A federal trial judge dismissed Wood’s lawsuit, ruling that Woods’ speech was not protected under Ohio state courts’ rather expansive reading of the “fighting words” doctrine.
But the appeals court overturned that ruling, ruling that Ohio’s interpretation of the fighting words doctrine was broader and inconsistent with federal court rulings, and finding that, while Wood’s speech including profanities, it did not produce a risk of immediate violence.
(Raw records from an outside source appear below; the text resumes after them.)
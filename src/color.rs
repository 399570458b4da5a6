use std::collections::{BTreeMap, BTreeSet};
use std::path::Path;

use anyhow::{Context, Result};
use log::{debug, warn};
use palette::{Hsv, IntoColor, Srgb};
use rand::seq::SliceRandom;
use rand::{Rng, SeedableRng};
use rand_chacha::ChaCha8Rng;

use crate::data::model::{CategoryKey, Column};

/// Colour of keys nobody assigned a colour to.
pub const DEFAULT_COLOR: Srgb<u8> = Srgb::new(0, 0, 0);

/// Hand-picked, ordered high-contrast colours for up to 12 categories.
/// Black is left out; it belongs to the density circle.
pub const HIGH_CONTRAST: [Srgb<u8>; 12] = [
    Srgb::new(0xFF, 0xD7, 0x00), // yellow
    Srgb::new(0xFF, 0x00, 0x00), // red
    Srgb::new(0x00, 0xFF, 0xFF), // cyan
    Srgb::new(0x00, 0x00, 0xFF), // blue
    Srgb::new(0x00, 0xFF, 0x00), // lime
    Srgb::new(0xFF, 0x00, 0xFF), // magenta
    Srgb::new(0xFF, 0xA5, 0x00), // orange
    Srgb::new(0x00, 0x80, 0x00), // green
    Srgb::new(0xFF, 0xC0, 0xCB), // pink
    Srgb::new(0x80, 0x00, 0x80), // purple
    Srgb::new(0xA5, 0x2A, 0x2A), // brown
    Srgb::new(0xFF, 0x63, 0x47), // tomato
];

const HSV_SATURATION: f32 = 0.95;
const HSV_VALUE: f32 = 0.95;

// ---------------------------------------------------------------------------
// Hex helpers
// ---------------------------------------------------------------------------

/// `#RRGGBB`, upper case.
pub fn to_hex(c: Srgb<u8>) -> String {
    format!("#{:02X}{:02X}{:02X}", c.red, c.green, c.blue)
}

pub fn parse_hex(s: &str) -> Option<Srgb<u8>> {
    s.trim().parse::<Srgb<u8>>().ok()
}

// ---------------------------------------------------------------------------
// Colour palette generator
// ---------------------------------------------------------------------------

/// Generates `n` vivid colours from evenly spaced hues, shuffled so that
/// neighbouring keys do not get neighbouring hues.
pub fn generate_palette(n: usize, seed: u64) -> Vec<Srgb<u8>> {
    let mut hues: Vec<f32> = (0..n).map(|i| i as f32 / n as f32).collect();
    hues.shuffle(&mut ChaCha8Rng::seed_from_u64(seed));
    hues.into_iter()
        .map(|h| {
            let hsv: Hsv = Hsv::new(h * 360.0, HSV_SATURATION, HSV_VALUE);
            let rgb: Srgb = hsv.into_color();
            rgb.into_format::<u8>()
        })
        .collect()
}

/// Stable seed derived from the key list, so the same key set always
/// shuffles the same way.
pub fn seed_for_keys(keys: &[CategoryKey]) -> u64 {
    let text: Vec<&str> = keys.iter().map(|k| k.as_str()).collect();
    fxhash::hash64(&text)
}

// ---------------------------------------------------------------------------
// Colour mapping: category key → colour
// ---------------------------------------------------------------------------

/// Maps the keys of one column to distinct colours. Built once per report
/// and shared by every chart and the legend.
#[derive(Debug, Clone)]
pub struct ColorMap {
    /// Keys in assignment (sorted) order.
    order: Vec<CategoryKey>,
    mapping: BTreeMap<CategoryKey, Srgb<u8>>,
    fallback: BTreeMap<CategoryKey, Srgb<u8>>,
    default_color: Srgb<u8>,
}

impl ColorMap {
    /// Colour map over the unique keys of `column`. `seed` overrides the
    /// key-derived shuffle seed used when there are more keys than
    /// high-contrast colours.
    pub fn with_seed(
        column: Column,
        unique_values: &BTreeSet<CategoryKey>,
        seed: Option<u64>,
    ) -> Self {
        let order: Vec<CategoryKey> = unique_values.iter().cloned().collect();
        let colors: Vec<Srgb<u8>> = if order.len() <= HIGH_CONTRAST.len() {
            HIGH_CONTRAST[..order.len()].to_vec()
        } else {
            let seed = seed.unwrap_or_else(|| seed_for_keys(&order));
            debug!("{column}: {} keys, vivid palette with seed {seed}", order.len());
            generate_palette(order.len(), seed)
        };
        let mapping = order.iter().cloned().zip(colors).collect();

        ColorMap {
            order,
            mapping,
            fallback: BTreeMap::new(),
            default_color: DEFAULT_COLOR,
        }
    }

    /// Colours used for keys that were not present when the map was built.
    pub fn with_fallback(mut self, table: BTreeMap<CategoryKey, Srgb<u8>>) -> Self {
        self.fallback = table;
        self
    }

    /// Look up the colour for a given key.
    pub fn color_for(&self, key: &CategoryKey) -> Srgb<u8> {
        self.mapping
            .get(key)
            .or_else(|| self.fallback.get(key))
            .copied()
            .unwrap_or(self.default_color)
    }

    pub fn hex_for(&self, key: &CategoryKey) -> String {
        to_hex(self.color_for(key))
    }

    /// Return the legend entries (key label → hex colour) in assignment order.
    pub fn legend_entries(&self) -> Vec<(String, String)> {
        self.order
            .iter()
            .map(|k| (k.to_string(), self.hex_for(k)))
            .collect()
    }
}

// ---------------------------------------------------------------------------
// Seed colour table (SpotNumber,Color)
// ---------------------------------------------------------------------------

/// Load a `SpotNumber,Color` table. Rows with unparseable colours are skipped.
pub fn load_seed_table(path: &Path) -> Result<BTreeMap<CategoryKey, Srgb<u8>>> {
    let mut reader = csv::Reader::from_path(path)
        .with_context(|| format!("opening colour table {}", path.display()))?;
    let mut table = BTreeMap::new();
    for (row_no, result) in reader.records().enumerate() {
        let record = result.with_context(|| format!("colour table row {row_no}"))?;
        let (Some(key), Some(hex)) = (record.get(0), record.get(1)) else {
            continue;
        };
        match parse_hex(hex) {
            Some(color) => {
                table.insert(CategoryKey::new(key), color);
            }
            None => warn!("colour table row {row_no}: '{hex}' is not a hex colour"),
        }
    }
    Ok(table)
}

/// Write keys `1..=count` with unique random colours.
pub fn write_seed_table<R: Rng>(path: &Path, count: usize, rng: &mut R) -> Result<()> {
    let mut seen = BTreeSet::new();
    let mut colors = Vec::with_capacity(count);
    while colors.len() < count {
        let c: u32 = rng.gen_range(0..=0xFF_FFFF);
        if seen.insert(c) {
            colors.push(Srgb::new((c >> 16) as u8, (c >> 8) as u8, c as u8));
        }
    }

    let mut writer = csv::Writer::from_path(path)
        .with_context(|| format!("creating colour table {}", path.display()))?;
    writer.write_record(["SpotNumber", "Color"])?;
    for (i, color) in colors.into_iter().enumerate() {
        writer.write_record([(i + 1).to_string(), to_hex(color)])?;
    }
    writer.flush()?;
    Ok(())
}

#[cfg(test)]
mod tests {
    use super::*;

    fn keys(n: usize) -> BTreeSet<CategoryKey> {
        (1..=n).map(|i| CategoryKey::new(i.to_string())).collect()
    }

    #[test]
    fn test_small_key_sets_use_fixed_palette_in_order() {
        let map = ColorMap::with_seed(Column::SpotNumber, &keys(3), None);
        let legend = map.legend_entries();
        assert_eq!(
            legend,
            vec![
                ("1".to_string(), "#FFD700".to_string()),
                ("2".to_string(), "#FF0000".to_string()),
                ("3".to_string(), "#00FFFF".to_string()),
            ]
        );
    }

    #[test]
    fn test_twelve_keys_get_twelve_distinct_colours() {
        let set = keys(12);
        let map = ColorMap::with_seed(Column::SpotNumber, &set, None);
        let colours: BTreeSet<String> = set.iter().map(|k| map.hex_for(k)).collect();
        assert_eq!(colours.len(), 12);
        assert_eq!(map.hex_for(&"12".into()), "#FF6347");
    }

    #[test]
    fn test_same_key_same_colour_across_lookups() {
        let set: BTreeSet<CategoryKey> = ["10", "2", "A"].iter().map(|s| CategoryKey::from(*s)).collect();
        let map = ColorMap::with_seed(Column::RowNumber, &set, None);
        let first = map.hex_for(&"10".into());
        let clone = map.clone();
        assert_eq!(clone.hex_for(&"10".into()), first);
        // sorted order is 2, 10, A
        assert_eq!(first, "#FF0000");
    }

    #[test]
    fn test_large_key_sets_are_vivid_and_deterministic() {
        let set = keys(20);
        let a = ColorMap::with_seed(Column::SpotNumber, &set, None);
        let b = ColorMap::with_seed(Column::SpotNumber, &set, None);
        assert_eq!(a.legend_entries(), b.legend_entries());

        let distinct: BTreeSet<String> = a.legend_entries().into_iter().map(|(_, c)| c).collect();
        assert_eq!(distinct.len(), 20);

        for key in &set {
            let c = a.color_for(key);
            let max = c.red.max(c.green).max(c.blue);
            // value 0.95 → brightest channel 242
            assert_eq!(max, 242);
        }
    }

    #[test]
    fn test_explicit_seed_changes_shuffle_only() {
        let set = keys(30);
        let a = ColorMap::with_seed(Column::SpotNumber, &set, Some(1));
        let b = ColorMap::with_seed(Column::SpotNumber, &set, Some(2));
        let ca: BTreeSet<String> = a.legend_entries().into_iter().map(|(_, c)| c).collect();
        let cb: BTreeSet<String> = b.legend_entries().into_iter().map(|(_, c)| c).collect();
        assert_eq!(ca, cb);
    }

    #[test]
    fn test_unmapped_key_uses_fallback_then_black() {
        let map = ColorMap::with_seed(Column::SpotNumber, &keys(2), None)
            .with_fallback(BTreeMap::from([(CategoryKey::from("40"), Srgb::new(1, 2, 3))]));
        assert_eq!(map.hex_for(&"40".into()), "#010203");
        assert_eq!(map.hex_for(&"41".into()), "#000000");
        // assigned keys win over the fallback table
        let map = ColorMap::with_seed(Column::SpotNumber, &keys(1), None)
            .with_fallback(BTreeMap::from([(CategoryKey::from("1"), Srgb::new(1, 2, 3))]));
        assert_eq!(map.hex_for(&"1".into()), "#FFD700");
    }

    #[test]
    fn test_hex_round_trip_through_parse() {
        assert_eq!(parse_hex("#ffd700"), Some(Srgb::new(0xFF, 0xD7, 0x00)));
        assert_eq!(parse_hex("not a colour"), None);
    }

    #[test]
    fn test_seed_table_written_and_loaded() {
        let dir = tempfile::tempdir().unwrap();
        let path = dir.path().join("spotnumber_colors.csv");
        let mut rng = ChaCha8Rng::seed_from_u64(7);
        write_seed_table(&path, 66, &mut rng).unwrap();

        let table = load_seed_table(&path).unwrap();
        assert_eq!(table.len(), 66);
        let distinct: BTreeSet<String> = table.values().map(|c| to_hex(*c)).collect();
        assert_eq!(distinct.len(), 66);
        assert!(table.contains_key(&CategoryKey::from("66")));
    }
}
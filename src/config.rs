//! Report parameters loaded from `parameters.yaml`.

use std::collections::BTreeSet;
use std::path::Path;

use anyhow::{Context, Result};
use serde::{Deserialize, Serialize};

use crate::data::filter::FilterState;
use crate::data::model::{CategoryKey, Column};
use crate::stats::{SpreadMethod, DEFAULT_PERCENTILE};

/// A filter entry as written in YAML: `12`, `"A1"` or `1.0` all work.
#[derive(Debug, Clone, PartialEq, Serialize, Deserialize)]
#[serde(untagged)]
pub enum KeyValue {
    Int(i64),
    Float(f64),
    Text(String),
}

impl KeyValue {
    pub fn to_key(&self) -> CategoryKey {
        match self {
            KeyValue::Int(i) => CategoryKey::new(i.to_string()),
            KeyValue::Float(f) => CategoryKey::new(crate::data::loader::format_float(*f)),
            KeyValue::Text(s) => CategoryKey::new(s.as_str()),
        }
    }
}

/// Inclusion sets per identifier. Absent or empty lists disable a filter.
#[derive(Debug, Clone, Default, PartialEq, Serialize, Deserialize)]
pub struct Filters {
    #[serde(default)]
    pub spot_numbers: Option<Vec<KeyValue>>,
    #[serde(default)]
    pub run_id: Option<Vec<KeyValue>>,
    #[serde(default)]
    pub pallette_number: Option<Vec<KeyValue>>,
    #[serde(default)]
    pub row_numbers: Option<Vec<KeyValue>>,
    #[serde(default)]
    pub cassette_numbers: Option<Vec<KeyValue>>,
}

impl Filters {
    fn entries(&self) -> [(Column, &Option<Vec<KeyValue>>); 5] {
        [
            (Column::SpotNumber, &self.spot_numbers),
            (Column::RunId, &self.run_id),
            (Column::PalletteNumber, &self.pallette_number),
            (Column::RowNumber, &self.row_numbers),
            (Column::CassetteNumber, &self.cassette_numbers),
        ]
    }

    /// Filter state restricted to the given columns.
    pub fn state_for(&self, columns: &[Column]) -> FilterState {
        self.entries()
            .into_iter()
            .filter(|(col, _)| columns.contains(col))
            .filter_map(|(col, values)| {
                let set: BTreeSet<CategoryKey> =
                    values.as_ref()?.iter().map(KeyValue::to_key).collect();
                (!set.is_empty()).then_some((col, set))
            })
            .collect()
    }
}

#[derive(Debug, Clone, PartialEq, Serialize, Deserialize)]
pub struct ReportOptions {
    #[serde(default)]
    pub spread_method: SpreadMethod,

    #[serde(default = "default_percentile")]
    pub percentile: f64,

    /// Shuffle seed for palettes of more than 12 keys; derived from the
    /// keys when absent.
    #[serde(default)]
    pub color_seed: Option<u64>,

    /// Radius of the process tolerance circle.
    #[serde(default = "default_tolerance_radius")]
    pub tolerance_radius: f64,

    /// Half-width of the fixed, shared axis range.
    #[serde(default = "default_axis_limit")]
    pub axis_limit: f64,
}

fn default_percentile() -> f64 {
    DEFAULT_PERCENTILE
}

fn default_tolerance_radius() -> f64 {
    0.2
}

fn default_axis_limit() -> f64 {
    0.3
}

impl Default for ReportOptions {
    fn default() -> Self {
        Self {
            spread_method: SpreadMethod::default(),
            percentile: default_percentile(),
            color_seed: None,
            tolerance_radius: default_tolerance_radius(),
            axis_limit: default_axis_limit(),
        }
    }
}

/// Top-level parameters document. Filters sit at the top level, report
/// options under `report:`.
#[derive(Debug, Clone, Default, PartialEq, Serialize, Deserialize)]
pub struct Parameters {
    #[serde(flatten)]
    pub filters: Filters,

    #[serde(default)]
    pub report: ReportOptions,
}

impl Parameters {
    /// Load parameters from a YAML file.
    pub fn from_yaml<P: AsRef<Path>>(path: P) -> Result<Self> {
        let path = path.as_ref();
        let content = std::fs::read_to_string(path)
            .with_context(|| format!("reading {}", path.display()))?;
        Self::from_yaml_str(&content).with_context(|| format!("parsing {}", path.display()))
    }

    pub fn from_yaml_str(content: &str) -> Result<Self> {
        // An empty document deserializes to null; treat it as defaults.
        if content.trim().is_empty() {
            return Ok(Self::default());
        }
        Ok(serde_yaml::from_str(content)?)
    }
}
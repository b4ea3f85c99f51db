use thiserror::Error;

#[derive(Debug, Clone, PartialEq, Eq, Error)]
pub enum DomainError {
    #[error("Price not found for article: {0}")]
    PriceNotFound(String),
}
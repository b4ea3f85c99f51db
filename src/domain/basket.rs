use std::cmp::Ordering;
use std::collections::{BTreeMap, BTreeSet};
use std::hash::{Hash, Hasher};

use bigdecimal::BigDecimal;

/// One article and the quantity requested for it.
///
/// Ordering is by `(article_id, quantity)`, which is also the order in which a
/// basket's entries are priced. Quantities that are numerically equal but
/// written with a different scale (`2` and `2.00`) are distinct entries, the
/// lower scale sorting first.
#[derive(Debug, Clone)]
pub struct BasketEntry {
    pub article_id: String,
    pub quantity: BigDecimal,
}

impl BasketEntry {
    pub fn new(article_id: impl Into<String>, quantity: BigDecimal) -> Self {
        Self {
            article_id: article_id.into(),
            quantity,
        }
    }
}

impl Ord for BasketEntry {
    fn cmp(&self, other: &Self) -> Ordering {
        self.article_id
            .cmp(&other.article_id)
            .then_with(|| self.quantity.cmp(&other.quantity))
            .then_with(|| scale(&self.quantity).cmp(&scale(&other.quantity)))
    }
}

impl PartialOrd for BasketEntry {
    fn partial_cmp(&self, other: &Self) -> Option<Ordering> {
        Some(self.cmp(other))
    }
}

impl PartialEq for BasketEntry {
    fn eq(&self, other: &Self) -> bool {
        self.cmp(other) == Ordering::Equal
    }
}

impl Eq for BasketEntry {}

impl Hash for BasketEntry {
    fn hash<H: Hasher>(&self, state: &mut H) {
        self.article_id.hash(state);
        self.quantity.hash(state);
        scale(&self.quantity).hash(state);
    }
}

fn scale(value: &BigDecimal) -> i64 {
    value.as_bigint_and_exponent().1
}

#[derive(Debug, Clone, Default, PartialEq, Eq)]
pub struct Basket {
    pub customer_id: Option<String>,
    pub entries: BTreeSet<BasketEntry>,
}

impl Basket {
    pub fn new<I>(customer_id: Option<String>, entries: I) -> Self
    where
        I: IntoIterator<Item = BasketEntry>,
    {
        Self {
            customer_id,
            entries: entries.into_iter().collect(),
        }
    }
}

#[derive(Debug, Clone, PartialEq, Eq)]
pub struct BasketCalculationResult {
    pub customer_id: Option<String>,
    pub priced_basket_entries: BTreeMap<String, BigDecimal>,
    pub total_amount: BigDecimal,
}
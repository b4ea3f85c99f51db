use dotenvy::dotenv;
use pricing_calculator::config::AppConfig;
use pricing_calculator::{build_server, price_source_from_config, shared_calculator};

#[actix_web::main]
async fn main() -> std::io::Result<()> {
    dotenv().ok();
    env_logger::init_from_env(env_logger::Env::default().default_filter_or("info"));

    let config = AppConfig::from_env()
        .map_err(|e| std::io::Error::new(std::io::ErrorKind::InvalidInput, e))?;

    let source = price_source_from_config(&config);
    log::info!(
        "Price catalogue ready (generate missing prices: {})",
        config.generate_missing_prices
    );

    log::info!("Starting server at http://{}:{}", config.host, config.port);

    build_server(shared_calculator(source), &config.host, config.port)?.await
}
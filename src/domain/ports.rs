use std::sync::Arc;

use bigdecimal::BigDecimal;

/// Read-only lookup of article prices.
///
/// `None` from `list_price` means the article is unknown; `None` from
/// `customer_price` means no special price is defined for that customer.
pub trait PriceSource: Send + Sync + 'static {
    fn list_price(&self, article_id: &str) -> Option<BigDecimal>;
    fn customer_price(&self, article_id: &str, customer_id: &str) -> Option<BigDecimal>;
}

impl<S: PriceSource + ?Sized> PriceSource for Arc<S> {
    fn list_price(&self, article_id: &str) -> Option<BigDecimal> {
        (**self).list_price(article_id)
    }

    fn customer_price(&self, article_id: &str, customer_id: &str) -> Option<BigDecimal> {
        (**self).customer_price(article_id, customer_id)
    }
}
pub mod price_repo;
Carey says a contrary ruling would have had “very disturbing implications—essentially creating a ‘race to the bottom’ situation, where police could disregard First Amendment protections that have been clearly established in federal court, as long as they could find a state court case that had been less protective of free speech.”
There are prior federal court rulings recognizing a First Amendment right to make obscene gestures towards, or otherwise insult, cops. In 1987, the Supreme Court overturned a Houston ordinance banning verbal abuse against cops, ruling that “the freedom of individuals verbally to oppose or challenge police action without thereby risking arrest is one of the principal characteristics by which we distinguish a free nation from a police state.”
The federal appeals court ruling in favor of Wood observes that it previously ruled in 2002 that a Michigan man had a First Amendment right to call an officer an “asshole,” and that it had ruled a decade later that saying “fuck the police” didn’t amount to “fighting words.”